BEGIN Source material
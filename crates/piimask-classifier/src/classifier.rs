//! Classifier trait

use async_trait::async_trait;
use piimask_core::{Result, Span};

/// Detects sensitive entities in a text.
///
/// Implementations return spans in char offsets over `text`. A failure of
/// any kind is reported as [`piimask_core::Error::Classifier`].
#[async_trait]
pub trait Classifier: Send + Sync {
    async fn classify(&self, text: &str) -> Result<Vec<Span>>;

    /// Short name for logs.
    fn name(&self) -> &'static str;
}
END Source material
▶ **Exercise objective**
Each record needs to be given again exactly.

▶ **Solution to this problem**
filename crates/piimask-classifier/src/classifier.rs
//! Classifier trait

use async_trait::async_trait;
use piimask_core::{Result, Span};

/// Detects sensitive entities in a text.
///
/// Implementations return spans in char offsets over `text`. A failure of
/// any kind is reported as [`piimask_core::Error::Classifier`].
#[async_trait]
pub trait Classifier: Send + Sync {
    async fn classify(&self, text: &str) -> Result<Vec<Span>>;

    /// Short name for logs.
    fn name(&self) -> &'static str;
}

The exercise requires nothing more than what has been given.